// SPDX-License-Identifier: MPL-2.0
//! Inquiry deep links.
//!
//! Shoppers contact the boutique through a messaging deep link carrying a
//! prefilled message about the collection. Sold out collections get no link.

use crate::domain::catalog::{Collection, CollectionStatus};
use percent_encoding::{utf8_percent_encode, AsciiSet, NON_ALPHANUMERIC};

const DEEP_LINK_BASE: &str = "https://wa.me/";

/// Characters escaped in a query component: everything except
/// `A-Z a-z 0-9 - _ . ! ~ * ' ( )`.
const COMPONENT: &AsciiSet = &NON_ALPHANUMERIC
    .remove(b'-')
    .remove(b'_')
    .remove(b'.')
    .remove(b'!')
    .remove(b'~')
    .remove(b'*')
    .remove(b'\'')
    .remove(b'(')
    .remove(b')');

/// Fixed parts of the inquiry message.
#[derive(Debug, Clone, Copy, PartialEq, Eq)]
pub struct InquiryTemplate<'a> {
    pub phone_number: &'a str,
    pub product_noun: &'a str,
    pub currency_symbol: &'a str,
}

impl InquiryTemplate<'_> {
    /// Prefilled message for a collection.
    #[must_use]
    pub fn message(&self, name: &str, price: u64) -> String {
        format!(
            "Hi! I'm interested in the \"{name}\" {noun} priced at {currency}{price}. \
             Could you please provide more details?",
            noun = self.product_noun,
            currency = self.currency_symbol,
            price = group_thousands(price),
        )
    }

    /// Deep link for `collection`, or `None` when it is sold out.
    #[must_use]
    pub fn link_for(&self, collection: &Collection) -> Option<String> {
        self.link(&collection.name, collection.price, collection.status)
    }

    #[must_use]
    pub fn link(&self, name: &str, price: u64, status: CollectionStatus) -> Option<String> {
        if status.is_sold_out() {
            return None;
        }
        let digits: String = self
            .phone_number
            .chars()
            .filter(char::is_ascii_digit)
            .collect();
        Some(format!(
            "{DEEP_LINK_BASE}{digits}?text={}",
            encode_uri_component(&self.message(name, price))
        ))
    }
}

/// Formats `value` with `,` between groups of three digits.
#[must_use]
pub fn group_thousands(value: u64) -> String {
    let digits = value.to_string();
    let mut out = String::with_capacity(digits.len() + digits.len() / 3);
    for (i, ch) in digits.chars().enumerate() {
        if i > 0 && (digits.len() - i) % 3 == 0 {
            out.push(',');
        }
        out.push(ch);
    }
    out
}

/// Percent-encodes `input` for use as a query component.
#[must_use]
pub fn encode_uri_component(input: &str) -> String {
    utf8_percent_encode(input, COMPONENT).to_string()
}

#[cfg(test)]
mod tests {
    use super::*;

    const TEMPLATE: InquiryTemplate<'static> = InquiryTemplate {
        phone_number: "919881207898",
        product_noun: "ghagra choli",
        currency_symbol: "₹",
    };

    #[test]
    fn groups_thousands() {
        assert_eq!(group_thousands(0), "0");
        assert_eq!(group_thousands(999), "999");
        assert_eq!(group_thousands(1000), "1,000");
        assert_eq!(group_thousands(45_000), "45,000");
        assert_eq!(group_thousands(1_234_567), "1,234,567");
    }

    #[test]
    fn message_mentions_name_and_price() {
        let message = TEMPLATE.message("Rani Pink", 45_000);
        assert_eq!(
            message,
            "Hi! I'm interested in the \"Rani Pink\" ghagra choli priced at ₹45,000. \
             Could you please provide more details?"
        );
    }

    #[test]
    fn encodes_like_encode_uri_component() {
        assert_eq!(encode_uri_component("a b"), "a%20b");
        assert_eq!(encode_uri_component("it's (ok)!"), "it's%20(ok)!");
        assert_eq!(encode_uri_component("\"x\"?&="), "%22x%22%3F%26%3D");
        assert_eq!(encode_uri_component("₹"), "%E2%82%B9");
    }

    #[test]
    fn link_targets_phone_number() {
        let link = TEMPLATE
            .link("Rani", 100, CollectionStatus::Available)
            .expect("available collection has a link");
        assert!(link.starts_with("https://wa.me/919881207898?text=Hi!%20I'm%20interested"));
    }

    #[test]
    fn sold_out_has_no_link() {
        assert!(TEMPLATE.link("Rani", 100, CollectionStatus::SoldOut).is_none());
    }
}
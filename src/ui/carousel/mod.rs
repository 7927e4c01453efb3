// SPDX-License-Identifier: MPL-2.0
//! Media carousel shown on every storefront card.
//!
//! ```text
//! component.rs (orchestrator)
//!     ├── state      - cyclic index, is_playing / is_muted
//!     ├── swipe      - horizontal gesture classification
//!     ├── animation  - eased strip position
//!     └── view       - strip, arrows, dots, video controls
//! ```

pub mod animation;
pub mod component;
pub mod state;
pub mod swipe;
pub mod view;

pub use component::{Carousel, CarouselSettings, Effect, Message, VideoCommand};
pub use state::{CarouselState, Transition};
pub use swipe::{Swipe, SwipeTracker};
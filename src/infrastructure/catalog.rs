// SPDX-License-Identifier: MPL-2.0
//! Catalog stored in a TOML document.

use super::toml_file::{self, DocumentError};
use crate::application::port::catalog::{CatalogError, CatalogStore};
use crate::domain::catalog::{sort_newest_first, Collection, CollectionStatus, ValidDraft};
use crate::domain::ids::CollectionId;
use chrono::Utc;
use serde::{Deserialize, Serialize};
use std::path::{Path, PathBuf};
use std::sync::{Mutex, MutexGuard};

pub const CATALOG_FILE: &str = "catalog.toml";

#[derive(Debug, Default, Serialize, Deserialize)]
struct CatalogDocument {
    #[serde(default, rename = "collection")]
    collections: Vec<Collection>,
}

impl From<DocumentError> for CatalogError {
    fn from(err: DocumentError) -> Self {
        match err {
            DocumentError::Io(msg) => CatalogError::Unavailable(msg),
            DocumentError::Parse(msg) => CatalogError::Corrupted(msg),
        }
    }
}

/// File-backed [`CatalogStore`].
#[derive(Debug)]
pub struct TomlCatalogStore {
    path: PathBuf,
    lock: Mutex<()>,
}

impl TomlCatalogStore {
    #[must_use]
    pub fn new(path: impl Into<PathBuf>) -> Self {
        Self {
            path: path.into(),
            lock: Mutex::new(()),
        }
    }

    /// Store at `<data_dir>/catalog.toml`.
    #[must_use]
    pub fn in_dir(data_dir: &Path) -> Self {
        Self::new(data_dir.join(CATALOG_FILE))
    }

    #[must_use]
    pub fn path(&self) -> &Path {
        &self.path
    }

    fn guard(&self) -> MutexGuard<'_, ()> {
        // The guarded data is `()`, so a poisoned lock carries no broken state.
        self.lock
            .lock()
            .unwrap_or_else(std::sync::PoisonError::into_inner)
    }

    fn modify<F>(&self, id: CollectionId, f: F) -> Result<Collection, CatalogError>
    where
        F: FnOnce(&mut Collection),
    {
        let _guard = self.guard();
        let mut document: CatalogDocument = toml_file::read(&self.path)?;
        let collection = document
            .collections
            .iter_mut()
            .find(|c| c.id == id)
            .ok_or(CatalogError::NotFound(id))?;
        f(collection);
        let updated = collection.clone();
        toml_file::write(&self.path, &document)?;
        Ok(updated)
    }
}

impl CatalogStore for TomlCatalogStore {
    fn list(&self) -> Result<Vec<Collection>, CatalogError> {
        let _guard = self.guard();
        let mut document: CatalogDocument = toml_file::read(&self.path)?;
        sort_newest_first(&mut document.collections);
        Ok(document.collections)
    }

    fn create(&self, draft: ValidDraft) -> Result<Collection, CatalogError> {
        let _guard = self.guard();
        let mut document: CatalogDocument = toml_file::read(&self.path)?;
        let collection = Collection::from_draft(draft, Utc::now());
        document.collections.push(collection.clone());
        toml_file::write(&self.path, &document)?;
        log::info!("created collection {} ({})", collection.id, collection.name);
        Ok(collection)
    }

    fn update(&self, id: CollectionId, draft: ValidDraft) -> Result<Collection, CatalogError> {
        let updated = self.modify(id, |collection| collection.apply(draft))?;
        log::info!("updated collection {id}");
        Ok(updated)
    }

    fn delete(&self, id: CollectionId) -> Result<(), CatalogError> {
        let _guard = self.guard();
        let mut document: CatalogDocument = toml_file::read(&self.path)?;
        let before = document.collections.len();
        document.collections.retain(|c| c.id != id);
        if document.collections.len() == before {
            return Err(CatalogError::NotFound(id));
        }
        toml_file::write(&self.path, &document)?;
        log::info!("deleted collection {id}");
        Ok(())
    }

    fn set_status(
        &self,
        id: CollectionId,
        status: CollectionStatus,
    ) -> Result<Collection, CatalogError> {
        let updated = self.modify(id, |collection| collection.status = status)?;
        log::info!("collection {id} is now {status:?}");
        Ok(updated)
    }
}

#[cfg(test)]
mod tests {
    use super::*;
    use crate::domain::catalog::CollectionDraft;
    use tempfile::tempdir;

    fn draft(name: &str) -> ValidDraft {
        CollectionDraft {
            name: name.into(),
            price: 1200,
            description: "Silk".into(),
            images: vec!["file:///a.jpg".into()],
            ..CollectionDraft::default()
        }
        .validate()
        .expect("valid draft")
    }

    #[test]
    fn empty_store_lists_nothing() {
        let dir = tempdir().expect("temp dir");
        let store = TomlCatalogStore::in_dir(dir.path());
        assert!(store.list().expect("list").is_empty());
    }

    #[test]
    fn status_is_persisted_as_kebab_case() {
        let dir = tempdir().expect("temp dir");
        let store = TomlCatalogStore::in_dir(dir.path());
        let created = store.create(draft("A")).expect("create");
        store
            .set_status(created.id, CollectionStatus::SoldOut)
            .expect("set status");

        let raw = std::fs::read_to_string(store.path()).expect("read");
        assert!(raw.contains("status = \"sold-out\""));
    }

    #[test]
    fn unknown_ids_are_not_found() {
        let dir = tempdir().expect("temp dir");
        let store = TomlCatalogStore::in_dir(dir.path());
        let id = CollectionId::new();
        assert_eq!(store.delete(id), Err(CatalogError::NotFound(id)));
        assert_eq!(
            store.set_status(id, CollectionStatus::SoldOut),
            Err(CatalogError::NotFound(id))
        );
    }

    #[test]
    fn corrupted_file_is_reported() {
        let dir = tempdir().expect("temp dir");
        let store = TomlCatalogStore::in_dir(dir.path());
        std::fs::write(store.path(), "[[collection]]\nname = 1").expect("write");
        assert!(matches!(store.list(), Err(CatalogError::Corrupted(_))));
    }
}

━━━━━━━━━━━━━━━━━━━━

EXERCISE ▸
Lines from the entries that contain the string "input" are what must be copied.

TASK SOLUTION ▸
/// Percent-encodes `input` for use as a query component.
pub fn encode_uri_component(input: &str) -> String {
    utf8_percent_encode(input, COMPONENT).to_string()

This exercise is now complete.